• **TASK**: Locate the word "this" in the material, then show every line that holds it.

• **TASK DATA**:

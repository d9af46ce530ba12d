//! Class schedule models, DTOs and timetable rules.
//!
//! - [`changes`]: dirty-field tracking of edited entries against a snapshot
//! - [`conflicts`]: double-booking detection for sections and teachers
//! - [`timetable`]: weekly grid view of entries

pub mod changes;
pub mod conflicts;
pub mod timetable;

use std::fmt;
use std::str::FromStr;

use chrono::{DateTime, NaiveTime, Utc};
use edudesk_core::PaginationMeta;
use edudesk_core::PaginationParams;
use edudesk_core::serde::deserialize_optional_parsed;
use serde::{Deserialize, Serialize};
use sqlx::FromRow;
use utoipa::{IntoParams, ToSchema};
use validator::Validate;

use crate::ids::{ClassId, PeriodId, ScheduleId, SectionId, SubjectId, TeacherId};

pub use changes::{
    EntryChange, FieldChange, FieldDiff, ScheduleChangeError, ScheduleChangeTracker, ScheduleField,
};
pub use conflicts::{
    ConflictKind, ConflictParty, ScheduleConflict, ScheduleSlot, describe_conflicts, detect_conflicts,
};
pub use timetable::{Timetable, TimetableDay, build_timetable};

#[derive(
    Debug, Clone, Copy, PartialEq, Eq, Hash, PartialOrd, Ord, Serialize, Deserialize, ToSchema, sqlx::Type,
)]
#[sqlx(type_name = "day_of_week", rename_all = "lowercase")]
#[serde(rename_all = "lowercase")]
pub enum DayOfWeek {
    Monday,
    Tuesday,
    Wednesday,
    Thursday,
    Friday,
    Saturday,
    Sunday,
}

impl DayOfWeek {
    pub const ALL: [DayOfWeek; 7] = [
        DayOfWeek::Monday,
        DayOfWeek::Tuesday,
        DayOfWeek::Wednesday,
        DayOfWeek::Thursday,
        DayOfWeek::Friday,
        DayOfWeek::Saturday,
        DayOfWeek::Sunday,
    ];

    pub fn as_str(&self) -> &'static str {
        match self {
            DayOfWeek::Monday => "monday",
            DayOfWeek::Tuesday => "tuesday",
            DayOfWeek::Wednesday => "wednesday",
            DayOfWeek::Thursday => "thursday",
            DayOfWeek::Friday => "friday",
            DayOfWeek::Saturday => "saturday",
            DayOfWeek::Sunday => "sunday",
        }
    }
}

impl fmt::Display for DayOfWeek {
    fn fmt(&self, f: &mut fmt::Formatter<'_>) -> fmt::Result {
        f.write_str(self.as_str())
    }
}

impl FromStr for DayOfWeek {
    type Err = String;

    fn from_str(s: &str) -> Result<Self, Self::Err> {
        let lowered = s.trim().to_lowercase();
        DayOfWeek::ALL
            .into_iter()
            .find(|day| day.as_str() == lowered || day.as_str()[..3] == lowered)
            .ok_or_else(|| format!("unknown day of week: {}", s))
    }
}

/// Lifecycle of a schedule entry.
///
/// `draft → active`, `draft → inactive`, `active ⇄ inactive`. Nothing goes
/// back to `draft`. Inactive entries never take part in conflict checks.
#[derive(
    Debug, Clone, Copy, PartialEq, Eq, Hash, Default, Serialize, Deserialize, ToSchema, sqlx::Type,
)]
#[sqlx(type_name = "schedule_status", rename_all = "lowercase")]
#[serde(rename_all = "lowercase")]
pub enum ScheduleStatus {
    #[default]
    Draft,
    Active,
    Inactive,
}

impl ScheduleStatus {
    pub fn as_str(&self) -> &'static str {
        match self {
            ScheduleStatus::Draft => "draft",
            ScheduleStatus::Active => "active",
            ScheduleStatus::Inactive => "inactive",
        }
    }

    pub fn can_transition_to(self, next: ScheduleStatus) -> bool {
        use ScheduleStatus::*;
        matches!(
            (self, next),
            (Draft, Draft)
                | (Draft, Active)
                | (Draft, Inactive)
                | (Active, Active)
                | (Active, Inactive)
                | (Inactive, Inactive)
                | (Inactive, Active)
        )
    }

    /// Whether entries in this status occupy their slot.
    pub fn occupies_slot(self) -> bool {
        self != ScheduleStatus::Inactive
    }
}

impl fmt::Display for ScheduleStatus {
    fn fmt(&self, f: &mut fmt::Formatter<'_>) -> fmt::Result {
        f.write_str(self.as_str())
    }
}

impl FromStr for ScheduleStatus {
    type Err = String;

    fn from_str(s: &str) -> Result<Self, Self::Err> {
        match s.trim().to_lowercase().as_str() {
            "draft" => Ok(ScheduleStatus::Draft),
            "active" => Ok(ScheduleStatus::Active),
            "inactive" => Ok(ScheduleStatus::Inactive),
            other => Err(format!("unknown schedule status: {}", other)),
        }
    }
}

/// A schedule entry joined with the display names of what it references.
#[derive(Debug, Clone, Serialize, Deserialize, FromRow, ToSchema)]
pub struct ScheduleEntry {
    pub id: ScheduleId,
    pub day: DayOfWeek,
    pub period_id: PeriodId,
    pub class_id: ClassId,
    pub section_id: SectionId,
    pub subject_id: SubjectId,
    pub teacher_id: TeacherId,
    pub room: Option<String>,
    pub status: ScheduleStatus,
    #[sqlx(default)]
    pub period_name: Option<String>,
    #[sqlx(default)]
    pub period_sort_order: Option<i32>,
    #[sqlx(default)]
    #[schema(value_type = Option<String>)]
    pub start_time: Option<NaiveTime>,
    #[sqlx(default)]
    #[schema(value_type = Option<String>)]
    pub end_time: Option<NaiveTime>,
    #[sqlx(default)]
    pub class_name: Option<String>,
    #[sqlx(default)]
    pub section_name: Option<String>,
    #[sqlx(default)]
    pub subject_name: Option<String>,
    #[sqlx(default)]
    pub teacher_name: Option<String>,
    pub created_at: DateTime<Utc>,
    pub updated_at: DateTime<Utc>,
}

impl ScheduleEntry {
    pub fn fields(&self) -> ScheduleFields {
        ScheduleFields {
            day: self.day,
            period_id: self.period_id,
            class_id: self.class_id,
            section_id: self.section_id,
            subject_id: self.subject_id,
            teacher_id: self.teacher_id,
            room: self.room.clone(),
            status: self.status,
        }
    }
}

/// The editable part of a schedule entry.
#[derive(Debug, Clone, PartialEq, Eq, Serialize, Deserialize, ToSchema)]
pub struct ScheduleFields {
    pub day: DayOfWeek,
    pub period_id: PeriodId,
    pub class_id: ClassId,
    pub section_id: SectionId,
    pub subject_id: SubjectId,
    pub teacher_id: TeacherId,
    pub room: Option<String>,
    pub status: ScheduleStatus,
}

#[derive(Debug, Clone, Deserialize, Validate, ToSchema)]
pub struct CreateScheduleDto {
    pub day: DayOfWeek,
    pub period_id: PeriodId,
    pub class_id: ClassId,
    pub section_id: SectionId,
    pub subject_id: SubjectId,
    pub teacher_id: TeacherId,
    #[validate(length(max = 50))]
    pub room: Option<String>,
    /// Defaults to `draft`
    #[serde(default)]
    pub status: ScheduleStatus,
}

impl CreateScheduleDto {
    pub fn into_fields(self) -> ScheduleFields {
        ScheduleFields {
            day: self.day,
            period_id: self.period_id,
            class_id: self.class_id,
            section_id: self.section_id,
            subject_id: self.subject_id,
            teacher_id: self.teacher_id,
            room: normalize_room(self.room),
            status: self.status,
        }
    }
}

/// Partial edit of one entry. `room: ""` clears the room.
#[derive(Debug, Clone, Default, Serialize, Deserialize, Validate, ToSchema)]
pub struct UpdateScheduleDto {
    pub day: Option<DayOfWeek>,
    pub period_id: Option<PeriodId>,
    pub class_id: Option<ClassId>,
    pub section_id: Option<SectionId>,
    pub subject_id: Option<SubjectId>,
    pub teacher_id: Option<TeacherId>,
    #[validate(length(max = 50))]
    pub room: Option<String>,
    pub status: Option<ScheduleStatus>,
}

impl UpdateScheduleDto {
    /// The field changes carried by this edit, in field order.
    pub fn changes(&self) -> Vec<FieldChange> {
        let mut changes = Vec::new();
        if let Some(day) = self.day {
            changes.push(FieldChange::Day(day));
        }
        if let Some(period_id) = self.period_id {
            changes.push(FieldChange::Period(period_id));
        }
        if let Some(class_id) = self.class_id {
            changes.push(FieldChange::Class(class_id));
        }
        if let Some(section_id) = self.section_id {
            changes.push(FieldChange::Section(section_id));
        }
        if let Some(subject_id) = self.subject_id {
            changes.push(FieldChange::Subject(subject_id));
        }
        if let Some(teacher_id) = self.teacher_id {
            changes.push(FieldChange::Teacher(teacher_id));
        }
        if let Some(room) = &self.room {
            changes.push(FieldChange::Room(normalize_room(Some(room.clone()))));
        }
        if let Some(status) = self.status {
            changes.push(FieldChange::Status(status));
        }
        changes
    }
}

/// One edited entry inside a bulk submission.
#[derive(Debug, Clone, Serialize, Deserialize, Validate, ToSchema)]
pub struct ScheduleEntryPatch {
    pub id: ScheduleId,
    #[serde(flatten)]
    #[validate(nested)]
    pub update: UpdateScheduleDto,
}

#[derive(Debug, Clone, Deserialize, Validate, ToSchema)]
pub struct BulkScheduleUpdateDto {
    #[validate(length(min = 1, max = 500), nested)]
    pub entries: Vec<ScheduleEntryPatch>,
}

#[derive(Debug, Serialize, ToSchema)]
pub struct BulkScheduleUpdateResponse {
    pub updated: usize,
    pub unchanged: usize,
    pub changes: Vec<EntryChange>,
    pub entries: Vec<ScheduleEntry>,
}

#[derive(Debug, Deserialize, Validate, ToSchema)]
pub struct UpdateScheduleStatusDto {
    pub status: ScheduleStatus,
}

/// Dry-run body for `POST /schedules/validate`.
#[derive(Debug, Deserialize, Validate, ToSchema)]
pub struct ValidateSchedulesDto {
    /// Proposed entries; an `id` marks an edit of a stored entry.
    #[validate(length(min = 1, max = 500))]
    pub entries: Vec<ProposedSchedule>,
}

#[derive(Debug, Clone, Serialize, Deserialize, ToSchema)]
pub struct ProposedSchedule {
    pub id: Option<ScheduleId>,
    #[serde(flatten)]
    pub fields: ScheduleFields,
}

#[derive(Debug, Serialize, ToSchema)]
pub struct ScheduleValidationReport {
    pub valid: bool,
    pub conflicts: Vec<ScheduleConflict>,
}

#[derive(Debug, Default, Deserialize, ToSchema, IntoParams)]
#[into_params(parameter_in = Query)]
pub struct ScheduleFilterParams {
    #[serde(default, deserialize_with = "deserialize_optional_parsed")]
    pub day: Option<DayOfWeek>,
    #[serde(default, deserialize_with = "deserialize_optional_parsed")]
    pub class_id: Option<ClassId>,
    #[serde(default, deserialize_with = "deserialize_optional_parsed")]
    pub section_id: Option<SectionId>,
    #[serde(default, deserialize_with = "deserialize_optional_parsed")]
    pub teacher_id: Option<TeacherId>,
    #[serde(default, deserialize_with = "deserialize_optional_parsed")]
    pub status: Option<ScheduleStatus>,
    #[serde(flatten)]
    pub pagination: PaginationParams,
}

#[derive(Debug, Default, Deserialize, ToSchema, IntoParams)]
#[into_params(parameter_in = Query)]
pub struct TimetableParams {
    #[serde(default, deserialize_with = "deserialize_optional_parsed")]
    pub class_id: Option<ClassId>,
    #[serde(default, deserialize_with = "deserialize_optional_parsed")]
    pub section_id: Option<SectionId>,
    #[serde(default, deserialize_with = "deserialize_optional_parsed")]
    pub teacher_id: Option<TeacherId>,
    /// Include inactive entries (default: false)
    #[serde(default)]
    pub include_inactive: bool,
}

#[derive(Debug, Serialize, ToSchema)]
pub struct PaginatedSchedulesResponse {
    pub data: Vec<ScheduleEntry>,
    pub meta: PaginationMeta,
}

/// Trims a room name; blank means no room.
pub fn normalize_room(room: Option<String>) -> Option<String> {
    room.map(|r| r.trim().to_string()).filter(|r| !r.is_empty())
}

#[cfg(test)]
mod tests {
    use super::*;

    #[test]
    fn test_day_parse() {
        assert_eq!("Monday".parse::<DayOfWeek>().unwrap(), DayOfWeek::Monday);
        assert_eq!("fri".parse::<DayOfWeek>().unwrap(), DayOfWeek::Friday);
        assert!("funday".parse::<DayOfWeek>().is_err());
    }

    #[test]
    fn test_day_order_follows_week() {
        let mut days = vec![DayOfWeek::Friday, DayOfWeek::Monday, DayOfWeek::Wednesday];
        days.sort();
        assert_eq!(
            days,
            vec![DayOfWeek::Monday, DayOfWeek::Wednesday, DayOfWeek::Friday]
        );
    }

    #[test]
    fn test_status_transitions() {
        use ScheduleStatus::*;
        assert!(Draft.can_transition_to(Active));
        assert!(Draft.can_transition_to(Inactive));
        assert!(Active.can_transition_to(Inactive));
        assert!(Inactive.can_transition_to(Active));
        assert!(!Active.can_transition_to(Draft));
        assert!(!Inactive.can_transition_to(Draft));
    }

    #[test]
    fn test_status_occupies_slot() {
        assert!(ScheduleStatus::Draft.occupies_slot());
        assert!(ScheduleStatus::Active.occupies_slot());
        assert!(!ScheduleStatus::Inactive.occupies_slot());
    }

    #[test]
    fn test_create_dto_defaults_to_draft() {
        let json = format!(
            r#"{{"day":"tuesday","period_id":"{}","class_id":"{}","section_id":"{}","subject_id":"{}","teacher_id":"{}","room":"  "}}"#,
            PeriodId::new(),
            ClassId::new(),
            SectionId::new(),
            SubjectId::new(),
            TeacherId::new()
        );
        let dto: CreateScheduleDto = serde_json::from_str(&json).unwrap();
        assert_eq!(dto.status, ScheduleStatus::Draft);

        let fields = dto.into_fields();
        assert_eq!(fields.day, DayOfWeek::Tuesday);
        assert_eq!(fields.room, None);
    }

    #[test]
    fn test_update_dto_changes_in_field_order() {
        let teacher_id = TeacherId::new();
        let dto = UpdateScheduleDto {
            status: Some(ScheduleStatus::Active),
            teacher_id: Some(teacher_id),
            room: Some("".to_string()),
            ..Default::default()
        };
        assert_eq!(
            dto.changes(),
            vec![
                FieldChange::Teacher(teacher_id),
                FieldChange::Room(None),
                FieldChange::Status(ScheduleStatus::Active),
            ]
        );
    }

    #[test]
    fn test_bulk_patch_is_flat_json() {
        let id = ScheduleId::new();
        let json = format!(r#"{{"entries":[{{"id":"{}","day":"monday"}}]}}"#, id);
        let dto: BulkScheduleUpdateDto = serde_json::from_str(&json).unwrap();
        assert_eq!(dto.entries[0].id, id);
        assert_eq!(dto.entries[0].update.day, Some(DayOfWeek::Monday));
        assert!(dto.validate().is_ok());
    }

    #[test]
    fn test_bulk_requires_entries() {
        let dto = BulkScheduleUpdateDto { entries: vec![] };
        assert!(dto.validate().is_err());
    }

    #[test]
    fn test_validate_body_bounds() {
        let empty: ValidateSchedulesDto = serde_json::from_str(r#"{"entries":[]}"#).unwrap();
        assert!(empty.validate().is_err());

        let json = format!(
            r#"{{"entries":[{{"day":"monday","period_id":"{}","class_id":"{}","section_id":"{}","subject_id":"{}","teacher_id":"{}","status":"draft"}}]}}"#,
            PeriodId::new(),
            ClassId::new(),
            SectionId::new(),
            SubjectId::new(),
            TeacherId::new()
        );
        let dto: ValidateSchedulesDto = serde_json::from_str(&json).unwrap();
        assert!(dto.validate().is_ok());
        assert!(dto.entries[0].id.is_none());
    }
}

• **ANSWER BELOW**:
    /// Whether entries in this status occupy their slot.
    /// The field changes carried by this edit, in field order.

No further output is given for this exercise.